**Exercise goal**
Repeat precisely the span of lines below that opens with the line containing "email: String, user_id: String" and closes with the line containing "Ok(keys::email_index_pk(email))", both included.

**Saved entries**
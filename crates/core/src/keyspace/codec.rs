//! Encode/decode boundary between typed entities and physical keys.
//!
//! Every record in the table goes through [`encode`] on the way in and
//! [`decode`] on the way out. Anything that does not match one of the five
//! known key shapes is rejected.

use crate::learning::{Analytics, IdentityIndex, Profile, Progress, Session};

use super::keys::{self, ANALYTICS_PREFIX, EMAIL_PREFIX, GOOGLE_PREFIX, USER_PREFIX};
use super::KeyspaceError;

/// A record of any entity type stored in the table.
#[derive(Debug, Clone, PartialEq)]
pub enum Entity {
    Profile(Profile),
    Progress(Progress),
    Session(Session),
    Analytics(Analytics),
    IdentityIndex(IdentityIndex),
}

/// Discriminator of the five entity types.
#[derive(Debug, Clone, Copy, PartialEq, Eq, Hash)]
pub enum EntityKind {
    Profile,
    Progress,
    Session,
    Analytics,
    IdentityIndex,
}

impl EntityKind {
    /// Value of the `entityType` attribute.
    pub fn as_str(&self) -> &'static str {
        match self {
            Self::Profile => "PROFILE",
            Self::Progress => "PROGRESS",
            Self::Session => "SESSION",
            Self::Analytics => "ANALYTICS",
            Self::IdentityIndex => "EMAIL_INDEX",
        }
    }

    /// Human readable name used in error messages.
    pub fn name(&self) -> &'static str {
        match self {
            Self::Profile => "Profile",
            Self::Progress => "Progress",
            Self::Session => "Session",
            Self::Analytics => "Analytics",
            Self::IdentityIndex => "IdentityIndex",
        }
    }
}

impl std::fmt::Display for EntityKind {
    fn fmt(&self, f: &mut std::fmt::Formatter<'_>) -> std::fmt::Result {
        write!(f, "{}", self.as_str())
    }
}

/// Secondary index attributes of a record.
#[derive(Debug, Clone, PartialEq, Eq, Hash)]
pub struct IndexKeys {
    pub index_key: String,
    pub index_sort_key: String,
}

/// Physical keys of a record.
#[derive(Debug, Clone, PartialEq, Eq, Hash)]
pub struct EncodedKeys {
    pub pk: String,
    pub sk: String,
    pub index: Option<IndexKeys>,
}

/// Entity kind and identifiers recovered from a key pair.
#[derive(Debug, Clone, PartialEq, Eq)]
pub enum DecodedKey {
    Profile { user_id: String },
    Progress { user_id: String, course_id: String },
    Session { user_id: String, session_id: String },
    Analytics { course_id: String, user_id: String },
    IdentityIndex { email: String, user_id: String },
}

impl DecodedKey {
    pub fn kind(&self) -> EntityKind {
        match self {
            Self::Profile { .. } => EntityKind::Profile,
            Self::Progress { .. } => EntityKind::Progress,
            Self::Session { .. } => EntityKind::Session,
            Self::Analytics { .. } => EntityKind::Analytics,
            Self::IdentityIndex { .. } => EntityKind::IdentityIndex,
        }
    }

    /// The user every record kind belongs to.
    pub fn user_id(&self) -> &str {
        match self {
            Self::Profile { user_id }
            | Self::Progress { user_id, .. }
            | Self::Session { user_id, .. }
            | Self::Analytics { user_id, .. }
            | Self::IdentityIndex { user_id, .. } => user_id,
        }
    }
}

/// Alternate identity a user can be found by through the secondary index.
#[derive(Debug, Clone, PartialEq, Eq, Hash)]
pub enum IdentityKey {
    Google(String),
    Email(String),
}

impl IdentityKey {
    /// Value of `IndexKey` to query.
    pub fn index_key(&self) -> Result<String, KeyspaceError> {
        match self {
            Self::Google(google_id) => {
                require("IdentityKey", "google_id", google_id)?;
                Ok(keys::google_index_pk(google_id))
            }
            Self::Email(email) => {
                require("IdentityKey", "email", email)?;
                Ok(keys::email_index_pk(email))
            }
        }
    }

    /// Parse an `IndexKey` value back into the identity it names.
    pub fn from_index_key(index_key: &str) -> Result<Self, KeyspaceError> {
        let unrecognized = || KeyspaceError::UnrecognizedIndexKey(index_key.to_string());
        if let Some(google_id) = index_key.strip_prefix(GOOGLE_PREFIX) {
            non_empty(google_id)
                .map(|id| Self::Google(id.to_string()))
                .ok_or_else(unrecognized)
        } else if let Some(email) = index_key.strip_prefix(EMAIL_PREFIX) {
            non_empty(email)
                .map(|e| Self::Email(e.to_string()))
                .ok_or_else(unrecognized)
        } else {
            Err(unrecognized())
        }
    }
}

impl Entity {
    pub fn kind(&self) -> EntityKind {
        match self {
            Self::Profile(_) => EntityKind::Profile,
            Self::Progress(_) => EntityKind::Progress,
            Self::Session(_) => EntityKind::Session,
            Self::Analytics(_) => EntityKind::Analytics,
            Self::IdentityIndex(_) => EntityKind::IdentityIndex,
        }
    }
}

/// Map an entity to its physical keys.
///
/// Deterministic: the same entity always yields the same keys. Fails with
/// [`KeyspaceError::InvalidEntity`] if an identifying field is blank.
pub fn encode(entity: &Entity) -> Result<EncodedKeys, KeyspaceError> {
    match entity {
        Entity::Profile(profile) => {
            require("Profile", "user_id", &profile.user_id)?;
            require("Profile", "google_id", &profile.google_id)?;
            require("Profile", "email", &profile.email)?;
            Ok(EncodedKeys {
                pk: keys::user_pk(&profile.user_id),
                sk: keys::profile_sk().to_string(),
                index: Some(IndexKeys {
                    index_key: keys::google_index_pk(&profile.google_id),
                    index_sort_key: keys::user_index_sk(&profile.user_id),
                }),
            })
        }
        Entity::Progress(progress) => {
            require("Progress", "user_id", &progress.user_id)?;
            require("Progress", "course_id", &progress.course_id)?;
            Ok(EncodedKeys {
                pk: keys::user_pk(&progress.user_id),
                sk: keys::progress_sk(&progress.course_id),
                index: None,
            })
        }
        Entity::Session(session) => {
            require("Session", "user_id", &session.user_id)?;
            require("Session", "session_id", session.session_id.as_str())?;
            Ok(EncodedKeys {
                pk: keys::user_pk(&session.user_id),
                sk: keys::session_sk(session.session_id.as_str()),
                index: None,
            })
        }
        Entity::Analytics(analytics) => {
            require("Analytics", "course_id", &analytics.course_id)?;
            require("Analytics", "user_id", &analytics.user_id)?;
            Ok(EncodedKeys {
                pk: keys::analytics_pk(&analytics.course_id),
                sk: keys::analytics_sk(&analytics.user_id),
                index: None,
            })
        }
        Entity::IdentityIndex(index) => {
            require("IdentityIndex", "email", &index.email)?;
            require("IdentityIndex", "user_id", &index.user_id)?;
            Ok(EncodedKeys {
                pk: keys::email_pk(&index.email),
                sk: keys::email_sk(&index.user_id),
                index: Some(IndexKeys {
                    index_key: keys::email_index_pk(&index.email),
                    index_sort_key: keys::user_index_sk(&index.user_id),
                }),
            })
        }
    }
}

/// Recover the entity kind and identifiers from a key pair.
///
/// Fails with [`KeyspaceError::UnrecognizedKeyPattern`] for any pair that is
/// not one of the five known shapes, including shapes with an empty id.
pub fn decode(pk: &str, sk: &str) -> Result<DecodedKey, KeyspaceError> {
    let unrecognized = || KeyspaceError::UnrecognizedKeyPattern {
        pk: pk.to_string(),
        sk: sk.to_string(),
    };

    if let Some(user_id) = pk.strip_prefix(USER_PREFIX) {
        let user_id = non_empty(user_id).ok_or_else(unrecognized)?.to_string();
        if sk == keys::PROFILE_SK {
            return Ok(DecodedKey::Profile { user_id });
        }
        if let Some(course_id) = sk.strip_prefix(keys::PROGRESS_PREFIX) {
            let course_id = non_empty(course_id).ok_or_else(unrecognized)?.to_string();
            return Ok(DecodedKey::Progress { user_id, course_id });
        }
        if let Some(session_id) = sk.strip_prefix(keys::SESSION_PREFIX) {
            let session_id = non_empty(session_id).ok_or_else(unrecognized)?.to_string();
            return Ok(DecodedKey::Session {
                user_id,
                session_id,
            });
        }
        return Err(unrecognized());
    }

    if let Some(course_id) = pk.strip_prefix(ANALYTICS_PREFIX) {
        let course_id = non_empty(course_id).ok_or_else(unrecognized)?.to_string();
        let user_id = keys::parse_user_key(sk).ok_or_else(unrecognized)?.to_string();
        return Ok(DecodedKey::Analytics { course_id, user_id });
    }

    if let Some(email) = pk.strip_prefix(EMAIL_PREFIX) {
        let email = non_empty(email).ok_or_else(unrecognized)?.to_string();
        let user_id = keys::parse_user_key(sk).ok_or_else(unrecognized)?.to_string();
        return Ok(DecodedKey::IdentityIndex { email, user_id });
    }

    Err(unrecognized())
}

fn require(
    entity_type: &'static str,
    field: &'static str,
    value: &str,
) -> Result<(), KeyspaceError> {
    if value.trim().is_empty() {
        return Err(KeyspaceError::InvalidEntity { entity_type, field });
    }
    Ok(())
}

fn non_empty(segment: &str) -> Option<&str> {
    (!segment.is_empty()).then_some(segment)
}
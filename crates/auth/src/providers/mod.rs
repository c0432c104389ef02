//! Identity verifier implementations.

#[cfg(feature = "mock")]
mod mock;

#[cfg(feature = "mock")]
pub use mock::MockVerifier;
use learnbyshorts_core::auth::AuthError;
use learnbyshorts_core::storage::{repository_error_to_status_code, RepositoryError};
use thiserror::Error;

/// Error returned by [`AccessLayer`](crate::AccessLayer) operations.
#[derive(Debug, Error, Clone, PartialEq)]
pub enum AccessError {
    #[error(transparent)]
    Repository(#[from] RepositoryError),

    #[error("unauthorized: {0}")]
    Unauthorized(#[from] AuthError),
}

impl AccessError {
    /// HTTP status for whatever shim fronts the access layer.
    pub fn status_code(&self) -> u16 {
        match self {
            Self::Repository(error) => repository_error_to_status_code(error),
            Self::Unauthorized(_) => 401,
        }
    }

    /// Only transient store failures are worth retrying.
    pub fn is_retryable(&self) -> bool {
        matches!(self, Self::Repository(error) if error.is_retryable())
    }

    pub(crate) fn not_found(entity_type: &'static str, id: impl Into<String>) -> Self {
        Self::Repository(RepositoryError::NotFound {
            entity_type,
            id: id.into(),
        })
    }

    pub(crate) fn invalid(message: impl Into<String>) -> Self {
        Self::Repository(RepositoryError::InvalidEntity(message.into()))
    }
}

pub type Result<T> = std::result::Result<T, AccessError>;
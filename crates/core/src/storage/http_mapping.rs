//! Pure functions for mapping repository errors to HTTP status codes.

use super::RepositoryError;

/// Maps a [`RepositoryError`] to an HTTP status code.
///
/// - `NotFound` -> 404 (Not Found)
/// - `InvalidEntity` -> 400 (Bad Request)
/// - `UnrecognizedKeyPattern` -> 500 (Internal Server Error)
/// - `Conflict` -> 409 (Conflict)
/// - `StoreUnavailable` -> 503 (Service Unavailable)
/// - `QueryFailed` -> 500 (Internal Server Error)
/// - `InvalidData` -> 500 (Internal Server Error)
///
/// # Examples
///
/// ```
/// use learnbyshorts_core::storage::{RepositoryError, repository_error_to_status_code};
///
/// let error = RepositoryError::NotFound {
///     entity_type: "Profile",
///     id: "abc-123".to_string(),
/// };
/// assert_eq!(repository_error_to_status_code(&error), 404);
/// ```
pub fn repository_error_to_status_code(error: &RepositoryError) -> u16 {
    match error {
        RepositoryError::NotFound { .. } => 404,
        RepositoryError::InvalidEntity(_) => 400,
        RepositoryError::UnrecognizedKeyPattern { .. } => 500,
        RepositoryError::Conflict { .. } => 409,
        RepositoryError::StoreUnavailable(_) => 503,
        RepositoryError::QueryFailed(_) => 500,
        RepositoryError::InvalidData(_) => 500,
    }
}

**Solution below**
    IdentityIndex { email: String, user_id: String },
}

impl DecodedKey {
    pub fn kind(&self) -> EntityKind {
        match self {
            Self::Profile { .. } => EntityKind::Profile,
            Self::Progress { .. } => EntityKind::Progress,
            Self::Session { .. } => EntityKind::Session,
            Self::Analytics { .. } => EntityKind::Analytics,
            Self::IdentityIndex { .. } => EntityKind::IdentityIndex,
        }
    }

    /// The user every record kind belongs to.
    pub fn user_id(&self) -> &str {
        match self {
            Self::Profile { user_id }
            | Self::Progress { user_id, .. }
            | Self::Session { user_id, .. }
            | Self::Analytics { user_id, .. }
            | Self::IdentityIndex { user_id, .. } => user_id,
        }
    }
}

/// Alternate identity a user can be found by through the secondary index.
#[derive(Debug, Clone, PartialEq, Eq, Hash)]
pub enum IdentityKey {
    Google(String),
    Email(String),
}

impl IdentityKey {
    /// Value of `IndexKey` to query.
    pub fn index_key(&self) -> Result<String, KeyspaceError> {
        match self {
            Self::Google(google_id) => {
                require("IdentityKey", "google_id", google_id)?;
                Ok(keys::google_index_pk(google_id))
            }
            Self::Email(email) => {
                require("IdentityKey", "email", email)?;
                Ok(keys::email_index_pk(email))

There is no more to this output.